Willow contains three different storylines: Adelaide and Beatrice, Cassia and Grace, and Meg and her imaginary friend. They all take place in different years, but they're connected by the willow tree under which each pair meets.

===Dazed===
The album of Dazed was released on January 3, 2021 as a culmination to the Find Averno ARG. The book was written by Morgan Smith, and the music was written by Alicia Selkirk with lyrics by Morgan Smith, Alicia Selkirk, and August Greenwood. Concept design was by Morgan Smith and August Greenwood. Averno also released a full-length video of the musical available on YouTube. The video stars Jamie Frazier, Morgan Smith, Alicia Selkirk, Emma Freeman, and Clara Oswald-Larrosa.
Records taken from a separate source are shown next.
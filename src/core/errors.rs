//! Domain-specific error types.
//!
//! Each error kind below maps to one row of the error-handling table:
//! decode, sequencer, pool, and risk errors are all local-recovery
//! signals, not panics — every thread that can hit one returns an
//! explicit `Result` rather than unwinding.

use std::fmt;

/// Errors from checked arithmetic on [`crate::core::types::Price`] and
/// [`crate::core::types::Qty`].
#[derive(Debug, Clone, Copy, PartialEq, Eq)]
pub enum OverflowError {
    /// `Price::checked_add`/`checked_sub` would exceed `i64` limits.
    PriceOverflow { old: i64, delta: i64 },
    /// `Qty::checked_add`/`checked_sub` would exceed `i64` limits.
    QuantityOverflow { old: i64, delta: i64 },
}

impl fmt::Display for OverflowError {
    fn fmt(&self, f: &mut fmt::Formatter<'_>) -> fmt::Result {
        match self {
            OverflowError::PriceOverflow { old, delta } => write!(
                f,
                "price overflow: {} + {} would exceed i64 limits",
                old, delta
            ),
            OverflowError::QuantityOverflow { old, delta } => write!(
                f,
                "quantity overflow: {} + {} would exceed i64 limits",
                old, delta
            ),
        }
    }
}

impl std::error::Error for OverflowError {}

/// Decode error: malformed JSON or a truncated/oversized binary frame.
/// Policy: log and drop the frame.
#[derive(Debug, Clone, PartialEq, Eq)]
pub enum DecodeError {
    MalformedJson { reason: String },
    TruncatedFrame { needed: usize, available: usize },
    GroupOverrun { field: &'static str },
    UnknownTemplateId { template_id: u16 },
}

impl fmt::Display for DecodeError {
    fn fmt(&self, f: &mut fmt::Formatter<'_>) -> fmt::Result {
        match self {
            DecodeError::MalformedJson { reason } => write!(f, "malformed json: {}", reason),
            DecodeError::TruncatedFrame { needed, available } => write!(
                f,
                "truncated frame: needed {} bytes, had {}",
                needed, available
            ),
            DecodeError::GroupOverrun { field } => {
                write!(f, "repeating group overruns buffer at {}", field)
            }
            DecodeError::UnknownTemplateId { template_id } => {
                write!(f, "unknown template id {}", template_id)
            }
        }
    }
}

impl std::error::Error for DecodeError {}

/// Sequencer error: a gap, a stale snapshot, or retry exhaustion.
#[derive(Debug, Clone, Copy, PartialEq, Eq)]
pub enum SequencerError {
    /// A diff failed the venue's continuity check against `update_index`.
    SequenceGap { update_index: u64, event_start: u64 },
    /// The arriving snapshot is older than the first buffered event.
    SnapshotTooOld { snapshot_end: u64, first_buffered: u64 },
    /// `MAX_RETRIES` gap-recoveries or snapshot-refetches were exhausted.
    RetriesExhausted,
}

impl fmt::Display for SequencerError {
    fn fmt(&self, f: &mut fmt::Formatter<'_>) -> fmt::Result {
        match self {
            SequencerError::SequenceGap {
                update_index,
                event_start,
            } => write!(
                f,
                "sequence gap: update_index={} event_start={}",
                update_index, event_start
            ),
            SequencerError::SnapshotTooOld {
                snapshot_end,
                first_buffered,
            } => write!(
                f,
                "snapshot end_seq={} older than first buffered seq={}",
                snapshot_end, first_buffered
            ),
            SequencerError::RetriesExhausted => write!(f, "retries exhausted, failing session"),
        }
    }
}

impl std::error::Error for SequencerError {}

#[cfg(test)]
mod tests {
    use super::*;

    #[test]
    fn overflow_error_display_names_fields() {
        let err = OverflowError::QuantityOverflow {
            old: i64::MAX - 100,
            delta: 200,
        };
        let msg = format!("{}", err);
        assert!(msg.contains("overflow"));
    }

    #[test]
    fn decode_error_display_is_actionable() {
        let err = DecodeError::TruncatedFrame {
            needed: 10,
            available: 4,
        };
        assert!(format!("{}", err).contains("truncated"));
    }

    #[test]
    fn sequencer_error_display_carries_indices() {
        let err = SequencerError::SequenceGap {
            update_index: 100,
            event_start: 107,
        };
        let msg = format!("{}", err);
        assert!(msg.contains("100"));
        assert!(msg.contains("107"));
    }
}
In the musical, Will and Quinn from the podcast Live from Averno are investigating the mysterious disappearance of Hugo Selva. But Kennedy Harris, a college student at A New School, finds Hugo's journal first. They convince their best friend to accompany them as they try to find Unverno.

===Over and Out===
The album of Over and Out was released by Broadway Records on January 15, 2021. It reached number 11 on the Billboard cast album chart. The book was written by Morgan Smith, and the music was written by Sushi Soucy. It stars Sushi Soucy and Janeen Garcia, with additional vocals by Nalah Palmer, Morgan Smith, and August Greenwood. The album also includes a bonus track sung by Mariah Rose Faith, known for the US National Tour of Mean Girls and the online musical Starry.

Over and Out follows Solar and Nova, two freshmen at A New School (the small liberal arts college located just outside Averno). Solar, the main character, scans through channels on their walkie-talkie, trying to find an alien. Instead, they meet a girl, Nova.

===Bittersummer===
Bittersummer was released by Broadway Records on June 4, 2021. It includes music by Annalise Emerick and the Brother Brothers and a book written by Morgan Smith. The cast includes Janeen Garcia, Jasmine Aurora Thomas, Rachael Chau, Richard Eyler, and Emma Freeman. "It is, at its core, a story about growing up queer in the South," said Smith.

==Other Media==
===Live from Averno===
Live From Averno is a true crime-style podcast hosted by Quinn (Jamie Frazier) and Will (Morgan Smith), two college students at A New School. The first episode was released on October 27, 2019. The seventh and most recent episode was released on November 27, 2020.

===Dreamweaver===
Dreamweaver is a graphic novel by Raquel M. Varela and Morgan Smith. The first chapter was released in December 2019, and the rest is not available. It tells the story of Scarlett, a young girl who grew up in an abusive home and was rescued by the Shadowmothers to come live in the forest.

===The Departments EP===
The Departments EP is an album released on October 31, 2020 with instrumental songs based on the seven departments of A New School. It includes music by Fairything, ACONITE, and Thawney.

===Arcana===
Arcana is an epic poem written by Morgan Smith and based around the Major Arcana tarot cards. Four chapters were released as videos on the Averno Instagram.

===Find Averno ARG===
Find Averno was an alternate reality game (ARG) run by the Averno team in December 2020/January 2021, culminating in the release of the musical Dazed. The plot of the ARG was that a character named Kennedy, an Averno fan, went missing, and ARG participants were trying to find them. It seems they thought Averno was real and were trying to get there. As it turned out, they did make it to Averno, where they then became a character in Dazed. The game included themes around chess, physics, alternate dimensions, vines, water, herbs, Greek mythology, fairy tales, and losing oneself.

===Into Averno===
Into Averno is a short film written by Morgan Smith and directed by Cayden Larrosa, starring the two of them as ‘the girl’ and ‘the new kid,’ respectively. It was released on YouTube on December 19, 2020.

===Under Averno===
Under Averno is an online video series written by Sushi Soucy, and August Greenwood. Two episodes exist, the first released on October 31, 2020 and the second published on December 23, 2020. It follows Rori Svennson (August Greenwood) and Bo Brandywine (Sushi Soucy) as they explore the mysteries of Averno, believing the source of them is the existence and presence of ghosts.